A hot new proof has swept the world of mathematics: two brilliant mathematicians, Keita Yokoyama at the Japan Advanced Institute of Science and Technology and Ludovic Patey at Paris Diderot University, recently proved that a certain theorem may be a statement about infinite objects but can be reduced to using finite objects alone. This has far-reaching implications for scientists, who work in a finite world but who often use infinite quantities in their work.
Unfortunately, your correspondent was not able to contact Professor Yokoyama or Dr Patey for comment, but he was able to speak to some combinatorists at the Institute – broadly speaking, mathematicians who work on graphs, combinations and order.
“This theorem – Ramsey’s theorem – is really foundational in combinatorics,” says Alina Graf, who was also working on Ramsey’s theorem at the time. “We can use it to study the conditions where order appears. It’s quite beautiful, really.” A small common room is covered in spidery lines and diagrams your correspondent couldn’t make out. “These diagrams – these are really good ways to explain Ramsey’s theorem. Well, except Ramsey’s theorem usually works with infinite sets, and it’s not like we have an infinite amount of space here…I have graduate students working on combinatorics right now, and honestly, most of it is squiggles. I think we can reduce maths to squiggles, really.”
So where does this leave other disciplines? “I called it!” exclaims Vera Careless, a physicist working on the Parallel Universe Project. “But really, I don’t think maths being on shaky foundations changes the fact that the maths does work in practice. I think we should be fine. I’m cautiously optimistic. And if it doesn’t work out, we’ll just break it a bit, right? That’s what we were doing before.”
Beyond traditional disciplines, science-based artists are very excited about this new development. “I can’t say I knew much about this, but it just seems like something that could happen, you know?” says Art Tiste, currently working on his solo sciart exhibition Xthlzzzzz’q5ft. “I mean, it’s been a while since I touched any maths, but so much of what I do remember was drawing contours. So many contours. Anyway, I really hope this gets mathematicians and artists to talk to each other more. This could potentially be really good, do you get me?”

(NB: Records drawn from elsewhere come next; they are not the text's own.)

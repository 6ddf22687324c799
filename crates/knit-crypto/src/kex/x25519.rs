//! X25519 key exchange (RFC 7748).
//!
//! Both the per-handshake ephemeral keys and the Noise static keys of a knit
//! handshake are X25519 key pairs. Private scalars live in `Zeroizing` and are
//! wiped when the pair is dropped, which is what gives the handshake forward
//! secrecy once the ephemeral pair goes out of scope.
//!
//! # Example
//!
//! ```
//! use knit_crypto::kex::X25519KeyPair;
//!
//! # fn example() -> Result<(), knit_crypto::Error> {
//! let initiator = X25519KeyPair::generate();
//! let responder = X25519KeyPair::generate();
//!
//! let a = initiator.exchange(responder.public_key())?;
//! let b = responder.exchange(initiator.public_key())?;
//! assert_eq!(*a, *b);
//! # Ok(())
//! # }
//! ```

use crate::{Error, Result};
use x25519_dalek::{PublicKey, StaticSecret};
use zeroize::Zeroizing;

/// Length of an X25519 public key and of a DH output, in bytes.
pub const DH_LEN: usize = 32;

/// X25519 key pair for Diffie-Hellman key exchange.
pub struct X25519KeyPair {
    /// Private scalar, zeroed on drop.
    private_key: Zeroizing<StaticSecret>,
    /// Public key point.
    public_key: PublicKey,
}

impl X25519KeyPair {
    /// Generate a new random key pair from the OS RNG.
    pub fn generate() -> Self {
        let private_key = StaticSecret::random_from_rng(rand::rngs::OsRng);
        let public_key = PublicKey::from(&private_key);

        Self {
            private_key: Zeroizing::new(private_key),
            public_key,
        }
    }

    /// Public key bytes.
    pub fn public_key(&self) -> &[u8; DH_LEN] {
        self.public_key.as_bytes()
    }

    /// Compute the shared secret with a peer's public key.
    ///
    /// # Errors
    ///
    /// Returns `Error::KeyExchange` when the peer key is a low-order point (the
    /// shared secret comes out all zeros), which an honest peer never sends.
    pub fn exchange(&self, peer_public: &[u8; DH_LEN]) -> Result<Zeroizing<[u8; DH_LEN]>> {
        let peer_key = PublicKey::from(*peer_public);
        let shared = self.private_key.diffie_hellman(&peer_key);

        if shared.as_bytes() == &[0u8; DH_LEN] {
            return Err(Error::KeyExchange(
                "Invalid peer public key (low-order point)".into(),
            ));
        }

        Ok(Zeroizing::new(*shared.as_bytes()))
    }

    /// Build a key pair from a raw private scalar.
    ///
    /// Used with known test vectors; production code calls `generate()`.
    #[doc(hidden)]
    pub fn from_private(private: [u8; DH_LEN]) -> Self {
        let private_key = StaticSecret::from(private);
        let public_key = PublicKey::from(&private_key);

        Self {
            private_key: Zeroizing::new(private_key),
            public_key,
        }
    }
}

Whether you think of maths as an objective reality waiting to be discovered, arbitrary squiggles, or totally and utterly incomprehensible, it still describes everything around us and underpins everyday life. And if it does turn out that mathematics as we know it is just drawing lines and shapes in fancy ways, maybe that will help to demystify it.
Whatever happens, your correspondent maintains that those topological doughnuts were delicious.